We asked our followers on Facebook to tell us which stories they wish they could read for the first time again, and here are some of the most popular answers.


The Catcher in the Rye

By J.D. Salinger

A classic, usually required to read in high school, with plenty of teenage angst and rebellion. Salinger introduces the reader to Holden Caulfield, a sixteen-year-old boy from New York. Holden abandons his prep school in Pennsylvania to go back to New York for three days, all the while narrating his complex and confused thoughts.

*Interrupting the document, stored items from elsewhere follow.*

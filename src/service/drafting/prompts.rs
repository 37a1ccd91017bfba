//! Prompts for contract drafting

/// System prompt for contract drafting
pub const DRAFTING_SYSTEM_PROMPT: &str = r#"You are a legal assistant specializing in contract drafting.

You produce formal, comprehensive, legally-styled contracts. Stay
professional and neutral. Avoid disclaimers such as "I am an AI"."#;

/// Build the drafting prompt from the user's request
pub fn build_contract_prompt(request: &str) -> String {
    format!(
        r#"Generate a formal, comprehensive, and legally-styled contract based on the following user request.

The output should be only the contract text itself, without any introductory phrases like "Here is the contract you requested:". The contract should be well-formatted with clear sections (e.g., PARTIES, RECITALS, SCOPE OF SERVICES, PAYMENT TERMS, TERM AND TERMINATION, CONFIDENTIALITY, INTELLECTUAL PROPERTY, LIMITATION OF LIABILITY, GOVERNING LAW, ENTIRE AGREEMENT, SIGNATURES).

User Request: "{request}""#
    )
}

Related: The 20 Most Hated Characters in Books

Pride and Prejudice

Pride and Prejudice

By Jane Austen

"I would say Pride and Prejudice, except that I've read it so many times over the years and it's always like the first time." - Bernadette

Jane Austen’s most popular novel, Pride and Prejudice tells the story of Elizabeth Bennet and Mr. Darcy in 19th century England, as Elizabeth Bennet grapples with the struggles as a  growing woman in society. The book’s popularity has only grown over the years, with Austen's biting wit inspiring excellent movie adaptations and modern retellings.

The Stand

The Stand

By Stephen King

"It was a great read the first time." -Linda

Stephen King tells the story of a post-apocalyptic world in this dark fantasy novel. The plot might hit a little too close to home during these turbulent times, as a pandemic kills almost the entire world population, leaving its new survivors to form groups and start a new society from scratch.


To Kill a Mockingbird

By Harper Lee

Published in 1960 and often required to read in school, Harper Lee takes the reader to Alabama where Scout Finch narrates a story of racial inequality. Atticus Finch, Scout’s father, is representing Tom Robinson, a Black man accused of raping a white woman. One of the most widely read books on racism in America, this story has touched many lives and became one of the best book to movie adaptations of all time.

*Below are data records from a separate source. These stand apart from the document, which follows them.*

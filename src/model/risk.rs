use serde::{Deserialize, Serialize};
use std::fmt;
use utoipa::ToSchema;

/// Severity classification for an extracted risk finding
#[derive(Debug, Clone, Copy, PartialEq, Eq, Serialize, Deserialize, ToSchema)]
#[serde(rename_all = "snake_case")]
pub enum RiskLevel {
    High,
    Medium,
    Low,
}

impl RiskLevel {
    /// Ordinal rank used for display ordering (high sorts before low)
    pub fn rank(self) -> u8 {
        match self {
            RiskLevel::High => 0,
            RiskLevel::Medium => 1,
            RiskLevel::Low => 2,
        }
    }

    /// Parse a severity keyword, case-insensitive
    pub fn from_keyword(word: &str) -> Option<Self> {
        match word.to_ascii_lowercase().as_str() {
            "high" => Some(RiskLevel::High),
            "medium" => Some(RiskLevel::Medium),
            "low" => Some(RiskLevel::Low),
            _ => None,
        }
    }
}

impl fmt::Display for RiskLevel {
    fn fmt(&self, f: &mut fmt::Formatter<'_>) -> fmt::Result {
        let s = match self {
            RiskLevel::High => "high",
            RiskLevel::Medium => "medium",
            RiskLevel::Low => "low",
        };
        f.write_str(s)
    }
}

/// A single classified finding extracted from assessment text
///
/// `content` is always non-empty and trimmed; sections whose body is
/// whitespace-only are dropped during extraction.
#[derive(Debug, Clone, PartialEq, Eq, Serialize, Deserialize, ToSchema)]
pub struct RiskSection {
    pub level: RiskLevel,
    pub content: String,
}

/// Structured result of parsing a raw risk-assessment response
///
/// `summary` is `Some` only when there is non-empty free text that is not
/// attributable to any section: either prose preceding the first recognized
/// heading, or the entire input when no heading is recognized at all (in
/// which case `sections` is empty).
#[derive(Debug, Clone, PartialEq, Eq, Serialize, Deserialize, ToSchema)]
pub struct RiskReport {
    pub summary: Option<String>,
    /// Sections ordered by severity rank, ties in original appearance order
    pub sections: Vec<RiskSection>,
}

Related: 12 To Kill a Mockingbird Quotes to Make You Understand People

A Tree Grows in Brooklyn

A Tree Grows in Brooklyn

By Betty Smith

A PBS Great American Read Top 100 pick, Smith introduces Francie Nolan in this coming-of-age story. Living in Williamsburg, Francie’s eccentric family keeps life interesting, even if it results in their neighbors’ contempt. A Tree Grows in Brooklyn is an American classic, presenting the humble people in Williamsburg, Brooklyn.

Random Harvest

Random Harvest

By James Hilton

"My very favorite book" -Beth

This New York Times bestseller tells the story of World War I veteran Charles Rainier, who has lost all memory of his two years of war. When the bombs of the Second World War begin falling, Rainier is taken back to his violent and shocking past. Rainier's new life that he has built since waking in the Liverpool hospital is threatened as his memories return.

Jane Eyre

Jane Eyre

By Charlotte Brontë

"Getting to re-experience Jane Eyre anew would be a wonderful treat!" -Paula

Jane Eyre lives in northern England during the 19th century, where the reader learns of her abusive upbringing, her experiences as a governess, and her romance with her employer Edward Fairfax Rochester. Along with Pride and Prejudice, Jane Eyre is one of the most popular romance novels of all time.

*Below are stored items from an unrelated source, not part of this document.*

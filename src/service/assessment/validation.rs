//! Quality checks for extracted risk reports
//!
//! Extraction is total, so nothing here is fatal. Warnings flag responses
//! where the model likely ignored the requested output convention; they are
//! logged for observability and never surfaced to clients as errors.

use crate::model::RiskReport;

/// Result of report validation
#[derive(Debug)]
pub struct ReportValidation {
    /// Warnings that indicate potential quality issues
    pub warnings: Vec<String>,
}

impl ReportValidation {
    /// Create a new validation result with no issues
    pub fn clean() -> Self {
        Self {
            warnings: Vec::new(),
        }
    }

    /// Add a warning to the validation result
    pub fn add_warning(&mut self, warning: String) {
        self.warnings.push(warning);
    }
}

/// Validate an extracted risk report
///
/// Checks:
/// 1. At least one classified section was recognized
/// 2. Section contents are substantial enough to be actionable
pub fn validate_risk_report(report: &RiskReport) -> ReportValidation {
    let mut result = ReportValidation::clean();

    if report.sections.is_empty() {
        result.add_warning(
            "Response contained no structured risk sections; returned as plain summary"
                .to_string(),
        );
    }

    for (i, section) in report.sections.iter().enumerate() {
        if section.content.len() < 10 {
            result.add_warning(format!(
                "Section {} ({} risk) has very short content: '{}'",
                i + 1,
                section.level,
                section.content
            ));
        }
    }

    result
}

Related: The Laborious Birth of Jane Eyre

The Lion, The Witch, and the Wardrobe

The Lion, the Witch, and the Wardrobe

By C.S. Lewis

When four English children in a wartime evacuation relocate to an old country house, the youngest child, Lucy, discovers that the wardrobe in a spare room leads to Narnia: a place of talking animals, mythical creatures, witches, and other magic. After showing the wardrobe to her siblings, they join forces with creatures in Narnia to defeat the White Witch. The novel was included in Time Magazine’s 100 Best Young-Adult Books of All Time and was adapted into a film in 2005.